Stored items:
--- START ---

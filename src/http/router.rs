//! Router configuration for the HTTP API.
//!
//! This module sets up all routes, middleware (CORS, compression, tracing),
//! and creates the axum router ready for serving.

use axum::{extract::DefaultBodyLimit, routing::get, Router};
use tower_http::{
    compression::CompressionLayer,
    cors::{Any, CorsLayer},
    trace::TraceLayer,
};

use super::handlers;
use super::state::AppState;
use crate::routes;

/// Create the main application router with all routes and middleware.
pub fn create_router(state: AppState) -> Router {
    // CORS configuration - permissive for development, should be restricted in production
    let cors = CorsLayer::new()
        .allow_origin(Any)
        .allow_methods(Any)
        .allow_headers(Any);

    // Build the API router with versioned endpoints
    let api_v1 = Router::new()
        .route(routes::dashboard::DASHBOARD_ROUTE, get(handlers::get_dashboard))
        .route(routes::search::SEARCH_ROUTE, get(handlers::search))
        .route(routes::shipments::SHIPMENTS_ROUTE, get(handlers::list_shipments))
        .route(routes::shipments::SHIPMENT_DETAIL_ROUTE, get(handlers::get_shipment))
        .route(routes::orders::ORDERS_ROUTE, get(handlers::list_orders))
        .route(routes::inventory::INVENTORY_ROUTE, get(handlers::list_inventory));

    // Combine all routes
    Router::new()
        .route("/health", get(handlers::health_check))
        .nest("/v1", api_v1)
        // Every endpoint is a query-only GET; keep request bodies small.
        .layer(DefaultBodyLimit::max(64 * 1024))
        .layer(CompressionLayer::new())
        .layer(TraceLayer::new_for_http())
        .layer(cors)
        .with_state(state)
}
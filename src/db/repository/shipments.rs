//! Shipment repository trait and its filter/sort vocabulary.
//!
//! All dashboard and listing reads over shipments go through this trait so
//! that the in-memory and PostgreSQL backends stay interchangeable.

use async_trait::async_trait;
use chrono::{DateTime, Utc};

use super::error::RepositoryResult;
use crate::api::ShipmentId;
use crate::db::models::{DailyVolumeRow, StatusCountRow};
use crate::models::{Priority, Shipment, ShipmentEvent, ShipmentStatus};

/// Conjunctive filter over shipments. Unset fields do not constrain.
#[derive(Debug, Clone, Default)]
pub struct ShipmentFilter {
    /// Keep shipments whose status is in this set.
    pub statuses: Option<Vec<ShipmentStatus>>,
    /// Drop shipments with this status.
    pub exclude_status: Option<ShipmentStatus>,
    pub priority: Option<Priority>,
    /// Case-insensitive substring match over tracking id, origin,
    /// destination, carrier, and contents.
    pub text: Option<String>,
    /// Keep shipments with `last_updated >= updated_from`.
    pub updated_from: Option<DateTime<Utc>>,
    /// Keep shipments with `last_updated < updated_before`.
    pub updated_before: Option<DateTime<Utc>>,
}

impl ShipmentFilter {
    /// Filter matching every shipment.
    pub fn all() -> Self {
        Self::default()
    }

    /// Shipments still moving (anything but delivered).
    pub fn active() -> Self {
        Self {
            exclude_status: Some(ShipmentStatus::Delivered),
            ..Self::default()
        }
    }

    /// Shipments flagged for attention: delayed or with an issue.
    pub fn troubled() -> Self {
        Self {
            statuses: Some(vec![ShipmentStatus::Delayed, ShipmentStatus::Issue]),
            ..Self::default()
        }
    }

    /// Shipments whose status is in the given set.
    pub fn of_statuses(statuses: Vec<ShipmentStatus>) -> Self {
        Self {
            statuses: Some(statuses),
            ..Self::default()
        }
    }

    /// Restrict to `from <= last_updated < before`.
    pub fn updated_between(mut self, from: DateTime<Utc>, before: DateTime<Utc>) -> Self {
        self.updated_from = Some(from);
        self.updated_before = Some(before);
        self
    }

    /// Restrict to `last_updated >= from`.
    pub fn updated_since(mut self, from: DateTime<Utc>) -> Self {
        self.updated_from = Some(from);
        self
    }
}

/// Sort orders the shipment list view offers.
///
/// Every variant tie-breaks by tracking id ascending so listings are stable.
#[derive(Debug, Copy, Clone, PartialEq, Eq, Default)]
pub enum ShipmentSort {
    /// Soonest ETA first, shipments without an ETA last.
    #[default]
    EtaAsc,
    /// Latest ETA first, shipments without an ETA last.
    EtaDesc,
    /// Most recently updated first.
    RecentlyUpdated,
    /// High priority first, then by ETA ascending.
    PriorityRank,
}

impl ShipmentSort {
    /// Parse a query-string value. Unknown values fall back to [`ShipmentSort::EtaAsc`].
    pub fn parse(raw: &str) -> Self {
        match raw {
            "eta" => ShipmentSort::EtaAsc,
            "eta_desc" => ShipmentSort::EtaDesc,
            "updated" => ShipmentSort::RecentlyUpdated,
            "priority" => ShipmentSort::PriorityRank,
            _ => ShipmentSort::EtaAsc,
        }
    }

    pub fn as_str(&self) -> &'static str {
        match self {
            ShipmentSort::EtaAsc => "eta",
            ShipmentSort::EtaDesc => "eta_desc",
            ShipmentSort::RecentlyUpdated => "updated",
            ShipmentSort::PriorityRank => "priority",
        }
    }
}

/// Repository trait for shipment reads.
///
/// # Thread Safety
/// Implementations must be `Send + Sync` to work with async Rust.
#[async_trait]
pub trait ShipmentRepository: Send + Sync {
    /// Count shipments matching a filter.
    ///
    /// # Arguments
    /// * `filter` - Conjunctive constraints; `ShipmentFilter::all()` counts everything
    ///
    /// # Returns
    /// * `Ok(i64)` - Matching row count
    /// * `Err(RepositoryError)` - If the operation fails
    async fn count_shipments(&self, filter: &ShipmentFilter) -> RepositoryResult<i64>;

    /// Fetch shipments matching a filter, ordered and optionally capped.
    ///
    /// # Arguments
    /// * `filter` - Conjunctive constraints
    /// * `sort` - Ordering; see [`ShipmentSort`]
    /// * `limit` - Maximum rows to return, `None` for all
    async fn list_shipments(
        &self,
        filter: &ShipmentFilter,
        sort: ShipmentSort,
        limit: Option<usize>,
    ) -> RepositoryResult<Vec<Shipment>>;

    /// Fetch one shipment by ID.
    ///
    /// # Returns
    /// * `Ok(Shipment)` - The shipment
    /// * `Err(RepositoryError::NotFound)` - If no shipment has this ID
    async fn get_shipment(&self, id: ShipmentId) -> RepositoryResult<Shipment>;

    /// Fetch the event timeline for a shipment, newest first.
    async fn events_for_shipment(
        &self,
        id: ShipmentId,
    ) -> RepositoryResult<Vec<ShipmentEvent>>;

    /// Shipments-per-day counts for shipments updated at or after `from`.
    ///
    /// Days with no shipments are absent from the result. Rows are ordered
    /// by day ascending.
    async fn shipment_volume_by_day(
        &self,
        from: DateTime<Utc>,
    ) -> RepositoryResult<Vec<DailyVolumeRow>>;

    /// Count of shipments per status over the whole table, ordered by count
    /// descending.
    async fn status_breakdown(&self) -> RepositoryResult<Vec<StatusCountRow>>;

    /// Case-insensitive search over tracking id, origin, destination,
    /// carrier, and contents; most recently updated first.
    ///
    /// # Arguments
    /// * `query` - Raw search text (caller trims and rejects blanks)
    /// * `limit` - Maximum rows to return
    async fn search_shipments(
        &self,
        query: &str,
        limit: usize,
    ) -> RepositoryResult<Vec<Shipment>>;
}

--- END ---

Work item: Reproduce all of the entries word for word. Omit nothing.

Answer to the problem:
filename src/http/router.rs
//! Router configuration for the HTTP API.
//!
//! This module sets up all routes, middleware (CORS, compression, tracing),
//! and creates the axum router ready for serving.

use axum::{extract::DefaultBodyLimit, routing::get, Router};
use tower_http::{
    compression::CompressionLayer,
    cors::{Any, CorsLayer},
    trace::TraceLayer,
};

use super::handlers;
use super::state::AppState;
use crate::routes;

/// Create the main application router with all routes and middleware.
pub fn create_router(state: AppState) -> Router {
    // CORS configuration - permissive for development, should be restricted in production
    let cors = CorsLayer::new()
        .allow_origin(Any)
        .allow_methods(Any)
        .allow_headers(Any);

    // Build the API router with versioned endpoints
    let api_v1 = Router::new()
        .route(routes::dashboard::DASHBOARD_ROUTE, get(handlers::get_dashboard))
        .route(routes::search::SEARCH_ROUTE, get(handlers::search))
        .route(routes::shipments::SHIPMENTS_ROUTE, get(handlers::list_shipments))
        .route(routes::shipments::SHIPMENT_DETAIL_ROUTE, get(handlers::get_shipment))
        .route(routes::orders::ORDERS_ROUTE, get(handlers::list_orders))
        .route(routes::inventory::INVENTORY_ROUTE, get(handlers::list_inventory));

    // Combine all routes
    Router::new()
        .route("/health", get(handlers::health_check))
        .nest("/v1", api_v1)
        // Every endpoint is a query-only GET; keep request bodies small.
        .layer(DefaultBodyLimit::max(64 * 1024))
        .layer(CompressionLayer::new())
        .layer(TraceLayer::new_for_http())
        .layer(cors)
        .with_state(state)
}
filename src/db/repository/shipments.rs
//! Shipment repository trait and its filter/sort vocabulary.
//!
//! All dashboard and listing reads over shipments go through this trait so
//! that the in-memory and PostgreSQL backends stay interchangeable.

use async_trait::async_trait;
use chrono::{DateTime, Utc};

use super::error::RepositoryResult;
use crate::api::ShipmentId;
use crate::db::models::{DailyVolumeRow, StatusCountRow};
use crate::models::{Priority, Shipment, ShipmentEvent, ShipmentStatus};

/// Conjunctive filter over shipments. Unset fields do not constrain.
#[derive(Debug, Clone, Default)]
pub struct ShipmentFilter {
    /// Keep shipments whose status is in this set.
    pub statuses: Option<Vec<ShipmentStatus>>,
    /// Drop shipments with this status.
    pub exclude_status: Option<ShipmentStatus>,
    pub priority: Option<Priority>,
    /// Case-insensitive substring match over tracking id, origin,
    /// destination, carrier, and contents.
    pub text: Option<String>,
    /// Keep shipments with `last_updated >= updated_from`.
    pub updated_from: Option<DateTime<Utc>>,
    /// Keep shipments with `last_updated < updated_before`.
    pub updated_before: Option<DateTime<Utc>>,
}

impl ShipmentFilter {
    /// Filter matching every shipment.
    pub fn all() -> Self {
        Self::default()
    }

    /// Shipments still moving (anything but delivered).
    pub fn active() -> Self {
        Self {
            exclude_status: Some(ShipmentStatus::Delivered),
            ..Self::default()
        }
    }

    /// Shipments flagged for attention: delayed or with an issue.
    pub fn troubled() -> Self {
        Self {
            statuses: Some(vec![ShipmentStatus::Delayed, ShipmentStatus::Issue]),
            ..Self::default()
        }
    }

    /// Shipments whose status is in the given set.
    pub fn of_statuses(statuses: Vec<ShipmentStatus>) -> Self {
        Self {
            statuses: Some(statuses),
            ..Self::default()
        }
    }

    /// Restrict to `from <= last_updated < before`.
    pub fn updated_between(mut self, from: DateTime<Utc>, before: DateTime<Utc>) -> Self {
        self.updated_from = Some(from);
        self.updated_before = Some(before);
        self
    }

    /// Restrict to `last_updated >= from`.
    pub fn updated_since(mut self, from: DateTime<Utc>) -> Self {
        self.updated_from = Some(from);
        self
    }
}

/// Sort orders the shipment list view offers.
///
/// Every variant tie-breaks by tracking id ascending so listings are stable.
#[derive(Debug, Copy, Clone, PartialEq, Eq, Default)]
pub enum ShipmentSort {
    /// Soonest ETA first, shipments without an ETA last.
    #[default]
    EtaAsc,
    /// Latest ETA first, shipments without an ETA last.
    EtaDesc,
    /// Most recently updated first.
    RecentlyUpdated,
    /// High priority first, then by ETA ascending.
    PriorityRank,
}

impl ShipmentSort {
    /// Parse a query-string value. Unknown values fall back to [`ShipmentSort::EtaAsc`].
    pub fn parse(raw: &str) -> Self {
        match raw {
            "eta" => ShipmentSort::EtaAsc,
            "eta_desc" => ShipmentSort::EtaDesc,
            "updated" => ShipmentSort::RecentlyUpdated,
            "priority" => ShipmentSort::PriorityRank,
            _ => ShipmentSort::EtaAsc,
        }
    }

    pub fn as_str(&self) -> &'static str {
        match self {
            ShipmentSort::EtaAsc => "eta",
            ShipmentSort::EtaDesc => "eta_desc",
            ShipmentSort::RecentlyUpdated => "updated",
            ShipmentSort::PriorityRank => "priority",
        }
    }
}

/// Repository trait for shipment reads.
///
/// # Thread Safety
/// Implementations must be `Send + Sync` to work with async Rust.
#[async_trait]
pub trait ShipmentRepository: Send + Sync {
    /// Count shipments matching a filter.
    ///
    /// # Arguments
    /// * `filter` - Conjunctive constraints; `ShipmentFilter::all()` counts everything
    ///
    /// # Returns
    /// * `Ok(i64)` - Matching row count
    /// * `Err(RepositoryError)` - If the operation fails
    async fn count_shipments(&self, filter: &ShipmentFilter) -> RepositoryResult<i64>;

    /// Fetch shipments matching a filter, ordered and optionally capped.
    ///
    /// # Arguments
    /// * `filter` - Conjunctive constraints
    /// * `sort` - Ordering; see [`ShipmentSort`]
    /// * `limit` - Maximum rows to return, `None` for all
    async fn list_shipments(
        &self,
        filter: &ShipmentFilter,
        sort: ShipmentSort,
        limit: Option<usize>,
    ) -> RepositoryResult<Vec<Shipment>>;

    /// Fetch one shipment by ID.
    ///
    /// # Returns
    /// * `Ok(Shipment)` - The shipment
    /// * `Err(RepositoryError::NotFound)` - If no shipment has this ID
    async fn get_shipment(&self, id: ShipmentId) -> RepositoryResult<Shipment>;

    /// Fetch the event timeline for a shipment, newest first.
    async fn events_for_shipment(
        &self,
        id: ShipmentId,
    ) -> RepositoryResult<Vec<ShipmentEvent>>;

    /// Shipments-per-day counts for shipments updated at or after `from`.
    ///
    /// Days with no shipments are absent from the result. Rows are ordered
    /// by day ascending.
    async fn shipment_volume_by_day(
        &self,
        from: DateTime<Utc>,
    ) -> RepositoryResult<Vec<DailyVolumeRow>>;

    /// Count of shipments per status over the whole table, ordered by count
    /// descending.
    async fn status_breakdown(&self) -> RepositoryResult<Vec<StatusCountRow>>;

    /// Case-insensitive search over tracking id, origin, destination,
    /// carrier, and contents; most recently updated first.
    ///
    /// # Arguments
    /// * `query` - Raw search text (caller trims and rejects blanks)
    /// * `limit` - Maximum rows to return
    async fn search_shipments(
        &self,
        query: &str,
        limit: usize,
    ) -> RepositoryResult<Vec<Shipment>>;
}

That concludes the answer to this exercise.